The integration possibilities for telematics systems are endless. By amalgamating data from other sources, such as real-time traffic reports, CCTV, and even relationship management tools, telematics systems are transformed into an instrument for driver development. The flow of data between business systems should be seamless, to maximize working efficiency.
With the introduction of GDPR affecting the way driver data is controlled, telematics system security should be higher on the priority list than ever before. When choosing a telematics service provider, you should always inquire about their security regulations. Before making any decisions about your vendor you should have a complete understanding of their data security measures. Even if you don’t understand all the security practices, you need to be aware of them. Some questions you should ask, include:
- Is all company data encrypted?
- Are your security measures in line with industry standards and practices?
- Is there a protocol in place for security breach?
- Does the telematics system also protect drivers?
Protection of your drivers and company data are equally important, so you need to make sure all the necessary precautions are in place to prevent a breach in industry security standards. In the unfortunate event of a security breach, you should have complete understanding of the resolution protocol.

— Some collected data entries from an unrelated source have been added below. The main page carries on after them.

//! Pinned (claimed) character.
//!
//! Each client claims at most one character; only that character is
//! editable locally. The claim is persisted as JSON (`"olympia"` or
//! `null`) and never replicated.

use std::sync::{Arc, PoisonError, RwLock};

use partysheet_domain::PlayerId;

use crate::ports::outbound::{storage_keys, StorageProvider};

#[derive(Debug, Clone)]
pub struct PinStore<S: StorageProvider> {
    storage: S,
    pinned: Arc<RwLock<Option<PlayerId>>>,
}

impl<S: StorageProvider> PinStore<S> {
    /// Loads the persisted claim. Unreadable values count as no claim.
    pub fn new(storage: S) -> Self {
        let pinned = storage
            .load(storage_keys::PINNED_CHARACTER)
            .and_then(|raw| match serde_json::from_str::<Option<PlayerId>>(&raw) {
                Ok(pinned) => pinned,
                Err(e) => {
                    tracing::warn!(error = %e, "Ignoring unreadable pinned character");
                    None
                }
            });
        Self {
            storage,
            pinned: Arc::new(RwLock::new(pinned)),
        }
    }

    pub fn pinned(&self) -> Option<PlayerId> {
        self.pinned
            .read()
            .unwrap_or_else(PoisonError::into_inner)
            .clone()
    }

    pub fn set(&self, pinned: Option<PlayerId>) {
        match serde_json::to_string(&pinned) {
            Ok(raw) => self.storage.save(storage_keys::PINNED_CHARACTER, &raw),
            Err(e) => tracing::error!(error = %e, "Failed to serialize pinned character"),
        }
        tracing::info!(pinned = ?pinned, "Pinned character changed");
        *self.pinned.write().unwrap_or_else(PoisonError::into_inner) = pinned;
    }

    /// Claims `player`, or releases the claim if `player` is already pinned.
    /// Returns the new claim.
    pub fn toggle(&self, player: &PlayerId) -> Option<PlayerId> {
        let next = match self.pinned() {
            Some(current) if &current == player => None,
            _ => Some(player.clone()),
        };
        self.set(next.clone());
        next
    }

    /// Only the pinned character accepts local edits.
    pub fn can_edit(&self, player: &PlayerId) -> bool {
        self.pinned().as_ref() == Some(player)
    }
}
//! Platform adapters for local persistence.

mod desktop;
mod memory;

pub use desktop::DesktopStorageProvider;
pub use memory::MemoryStorage;
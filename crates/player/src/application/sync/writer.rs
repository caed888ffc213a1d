//! Ordered outbound writer.
//!
//! All remote writes of a client go through one task so two writes issued in
//! sequence reach the store in that sequence. Writes are fire-and-forget:
//! a failure is logged and dropped, never retried.

use std::sync::Arc;

use tokio::sync::{mpsc, oneshot};
use uuid::Uuid;

use partysheet_shared::RemoteRow;

use crate::ports::outbound::RemoteStorePort;

/// One remote write.
#[derive(Debug, Clone, PartialEq, Eq)]
pub enum WriteCommand {
    Upsert(RemoteRow),
    DeleteInventory(Uuid),
}

impl WriteCommand {
    fn describe(&self) -> String {
        match self {
            Self::Upsert(row) => format!("upsert {}", row.table()),
            Self::DeleteInventory(id) => format!("delete inventory {}", id),
        }
    }
}

#[derive(Debug)]
enum WriterMessage {
    Write {
        command: WriteCommand,
        done: Option<oneshot::Sender<()>>,
    },
    Flush(oneshot::Sender<()>),
}

/// Handle to the writer task. Clones share the same queue.
#[derive(Debug, Clone)]
pub struct OutboundWriter {
    tx: mpsc::UnboundedSender<WriterMessage>,
}

impl OutboundWriter {
    /// Spawns the writer task on the current runtime.
    ///
    /// The task stops once every handle is dropped.
    pub fn spawn(store: Arc<dyn RemoteStorePort>) -> Self {
        let (tx, mut rx) = mpsc::unbounded_channel::<WriterMessage>();

        tokio::spawn(async move {
            while let Some(message) = rx.recv().await {
                match message {
                    WriterMessage::Write { command, done } => {
                        execute(store.as_ref(), command).await;
                        if let Some(done) = done {
                            let _ = done.send(());
                        }
                    }
                    WriterMessage::Flush(done) => {
                        let _ = done.send(());
                    }
                }
            }
            tracing::debug!("Outbound writer stopped");
        });

        Self { tx }
    }

    /// Queues a write and returns immediately.
    pub fn submit(&self, command: WriteCommand) {
        self.enqueue(command, None);
    }

    /// Queues a write and waits until the store call has finished,
    /// successfully or not.
    pub async fn submit_and_wait(&self, command: WriteCommand) {
        let (done, rx) = oneshot::channel();
        if self.enqueue(command, Some(done)) {
            let _ = rx.await;
        }
    }

    /// Waits until every write queued before this call has finished.
    pub async fn flush(&self) {
        let (done, rx) = oneshot::channel();
        if self.tx.send(WriterMessage::Flush(done)).is_ok() {
            let _ = rx.await;
        }
    }

    fn enqueue(&self, command: WriteCommand, done: Option<oneshot::Sender<()>>) -> bool {
        let description = command.describe();
        match self.tx.send(WriterMessage::Write { command, done }) {
            Ok(()) => true,
            Err(_) => {
                tracing::warn!(write = %description, "Outbound writer is gone, dropping write");
                false
            }
        }
    }
}

async fn execute(store: &dyn RemoteStorePort, command: WriteCommand) {
    let description = command.describe();
    let result = match command {
        WriteCommand::Upsert(row) => store.upsert(row).await,
        WriteCommand::DeleteInventory(id) => store.delete_inventory_item(id).await,
    };
    match result {
        Ok(()) => tracing::trace!(write = %description, "Remote write completed"),
        Err(e) => tracing::warn!(write = %description, error = %e, "Remote write failed"),
    }
}
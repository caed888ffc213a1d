//! Reducer/sync layer.
//!
//! Local state changes go through [`SheetSync::dispatch`]: the pure
//! [`reduce`] step computes the next snapshot, then the effect step mirrors
//! locally originated changes to the store through the ordered
//! [`OutboundWriter`] or, for status text, the [`StatusDebouncer`].

mod action;
mod debounce;
pub mod mapping;
mod reducer;
mod service;
mod writer;

pub use action::{CharacterAction, InventoryEdit, Origin};
pub use debounce::{StatusDebouncer, DEFAULT_STATUS_QUIET_PERIOD};
pub use reducer::{reduce, reduce_score, Effect, FieldWrite, Rejection, Transition};
pub use service::{SheetSync, SyncConfig};
pub use writer::{OutboundWriter, WriteCommand};
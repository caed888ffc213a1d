//! Port traits the sync layer depends on.

pub mod outbound;
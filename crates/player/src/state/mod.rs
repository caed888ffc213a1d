//! Local reactive state: one cell per character plus the shared score.

mod cell;
mod registry;

pub use cell::{CharacterCell, ScoreCell, StateCell};
pub use registry::CharacterRegistry;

The security of certain telematics devices is also a concern, especially if your system is connected to the vehicle’s OBD-II port. These installations can often be targeted by thieves and can also be knocked out of position by the driver, increasing the risk of data loss. In fact, some OEM’s are considering removing these ports altogether, in the near future.
Regardless of accidental damage or theft, maintenance is an essential part of telematics because if the hardware is damaged it may affect the data produced, which will influence analysis. This is likely to have a knock-on effect for business efficiency.
Embrace cloud technology
Cloud-based fleet management databases have unlimited benefits. The cloud offers a more efficient way to track, record, analyse and review your fleet records and information. This allows fleet-led businesses to improve their management at base level, because everything from scheduled maintenance and fuel expenses, to driver timesheets and performance reviews, can all be stored in one accessible location. The cloud is a simple solution to data migration and analysis because anybody permitted can access and edit data from anywhere, at any time – a great solution for larger organisations, with multiple locations.
Managing data in the cloud has become the preferred solution for most business models because it offers increased security in the event of an IT emergency. The cloud does not limit the user to one device, so if your computer is lost or broken, you will still be able to access data from another machine. This is key for business continuity and efficiency.